Applying for an open work permit for vulnerable workers in Canada

Applying for an open work permit for vulnerable workers in Canada

Temporary foreign workers have the same rights and workplace protections as Canadians and permanent residents. In this article, we’ll share with you a list of rights that all workers, including temporary foreign workers, have by law in Canada. Also, we’ll explore an option for vulnerable workers in Canada that are being abused or at risk of being abused.

Before you apply for a work permit

According to IRCC’s Website, before you apply for a work permit, your employer must give you a copy of your employment agreement. The employment agreement, which must be in English or French, should refer to the same occupation, wages and working conditions as your job offer. Additionally, both you and your employer must sign this agreement.

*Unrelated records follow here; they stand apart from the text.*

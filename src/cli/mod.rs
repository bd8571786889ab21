//! The Quill command-line interface.
//!
//! Entry point for every subcommand. Loads configuration, builds an
//! [`Interpreter`] and hands results to [`output`] for display.

use std::path::Path;
use std::{fs, process};

use clap::Parser;

use crate::cli::args::{Command, QuillArgs};
use crate::cli::output::ResultLine;
use crate::config::InterpreterConfig;
use crate::errors::{print_error, ErrorKind, SchemeError};
use crate::runtime::Interpreter;
use crate::value::Value;
use crate::{repl, testing};

pub mod args;
pub mod output;

/// The main entry point for the CLI.
pub fn run() {
    let args = QuillArgs::parse();

    let config = match load_config(&args) {
        Ok(config) => config,
        Err(e) => {
            print_error(e);
            process::exit(1);
        }
    };

    let result = match args.command.unwrap_or(Command::Repl) {
        Command::Repl => {
            repl::run_repl(config);
            Ok(())
        }
        Command::Run { file } => handle_run(&file, config),
        Command::Eval { expr } => handle_eval(&expr, config),
        Command::Macrotrace { file } => handle_macrotrace(&file, config),
        Command::Test { path } => handle_test(&path, config),
        Command::ListPrimitives => {
            output::print_primitive_list(&Interpreter::with_config(config));
            Ok(())
        }
    };

    if let Err(e) = result {
        print_error(e);
        process::exit(1);
    }
}

fn load_config(args: &QuillArgs) -> Result<InterpreterConfig, SchemeError> {
    let config = match &args.config {
        Some(path) => InterpreterConfig::load(path)?,
        None => InterpreterConfig::default(),
    };
    Ok(match args.max_depth {
        Some(depth) => config.with_max_depth(depth),
        None => config,
    })
}

// ============================================================================
// PROGRAM EVALUATION
// ============================================================================

/// Reads and evaluates a whole program, rendering each top-level result.
///
/// Results of `define` and `define-syntax` forms are not shown. A reader
/// error aborts before anything is evaluated.
pub fn evaluate_program(interp: &mut Interpreter, name: &str, source: &str) -> Result<Vec<ResultLine>, SchemeError> {
    let forms = interp.read_named(name, source)?;
    let global = interp.global();
    let mut lines = Vec::new();
    for form in &forms {
        let value = interp.eval(form, &global);
        if is_definition(interp, form) && !value.is_error() {
            continue;
        }
        lines.push(ResultLine {
            text: interp.print(&value, &global),
            is_error: value.is_error(),
        });
    }
    Ok(lines)
}

fn is_definition(interp: &Interpreter, form: &Value) -> bool {
    form.first()
        .ok()
        .and_then(|head| head.as_symbol())
        .is_some_and(|symbol| matches!(interp.symbol_name(symbol), "define" | "define-syntax"))
}

fn read_source(path: &Path) -> Result<String, SchemeError> {
    fs::read_to_string(path).map_err(|e| {
        SchemeError::new(ErrorKind::Config {
            message: format!("cannot read '{}': {}", path.display(), e),
        })
    })
}

// ============================================================================
// SUBCOMMANDS
// ============================================================================

fn handle_run(path: &Path, config: InterpreterConfig) -> Result<(), SchemeError> {
    let source = read_source(path)?;
    let mut interp = Interpreter::with_config(config);
    let lines = evaluate_program(&mut interp, &path.display().to_string(), &source)?;
    output::print_results(&lines);
    Ok(())
}

fn handle_eval(expr: &str, config: InterpreterConfig) -> Result<(), SchemeError> {
    let mut interp = Interpreter::with_config(config);
    let lines = evaluate_program(&mut interp, "<eval>", expr)?;
    output::print_results(&lines);
    Ok(())
}

fn handle_macrotrace(path: &Path, config: InterpreterConfig) -> Result<(), SchemeError> {
    let source = read_source(path)?;
    let mut interp = Interpreter::with_config(config.with_trace_macros(true));
    evaluate_program(&mut interp, &path.display().to_string(), &source)?;
    let trace = interp.take_macro_trace();
    output::print_trace(&interp, &trace);
    Ok(())
}

fn handle_test(path: &Path, config: InterpreterConfig) -> Result<(), SchemeError> {
    let summary = testing::run_directory(path, &config)?;
    if summary.failed > 0 {
        process::exit(1);
    }
    Ok(())
}

#[cfg(test)]
mod tests {
    use super::*;

    fn texts(source: &str) -> Vec<String> {
        let mut interp = Interpreter::new();
        evaluate_program(&mut interp, "<test>", source)
            .unwrap()
            .into_iter()
            .map(|line| line.text)
            .collect()
    }

    #[test]
    fn definitions_are_not_echoed() {
        assert_eq!(texts("(define x 2) (* x 21)"), vec!["42"]);
    }

    #[test]
    fn errors_are_printed_in_place_of_values() {
        let mut interp = Interpreter::new();
        let lines = evaluate_program(&mut interp, "<test>", "undefined-thing 1").unwrap();
        assert!(lines[0].is_error);
        assert_eq!(lines[0].text, "Variable 'undefined-thing' is not bound");
        assert_eq!(lines[1].text, "1");
    }

    #[test]
    fn failing_definition_is_reported() {
        assert_eq!(texts("(define y (car '()))").len(), 1);
    }
}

Your rights while working in Canada

Your employer must:

  •  give you information about your rights
  •  give you a signed copy of your employment agreement before you apply for your work permit
  •  pay you for your work as stated in your employment agreement (including overtime work if it’s included in your agreement)
  •  provide you with a workplace free of abuse,
  •  follow the employment and recruitment standards of the province or territory where you work
  •  help you access health care services if you are hurt or become sick at work

What your employer cannot do:

  •  force you to do unsafe work or work that’s not in your employment agreement
  •  force you to work if you are sick or hurt
  •  force you to work overtime if it’s not in your employment agreement
  •  punish you for reporting mistreatment or unsafe work, or for cooperating with an inspection by the government
  •  take your passport or work permit away from you
  •  deport you from Canada or change your immigration status
  •  make you pay back recruitment fees they may have paid to hire you

<<Also Read: New Amendments for Temporary Foreign Workers are Now in Force>>

About health and safety at work

If you are hurt or are sick at work you should tell your supervisor and get medical attention, says IRCC’s website. Also, your employer must allow you access to a health care provider such as a doctor, nurse or pharmacist. For example, it must:

  • give you time off to seek medical attention
  • make a phone available to call emergency services (an ambulance)
  • give you information on how to get health care
  • help you get to the health care provider

Please be aware that your employer does not have to pay for you to get to a hospital, and that you can speak privately with a health care provider.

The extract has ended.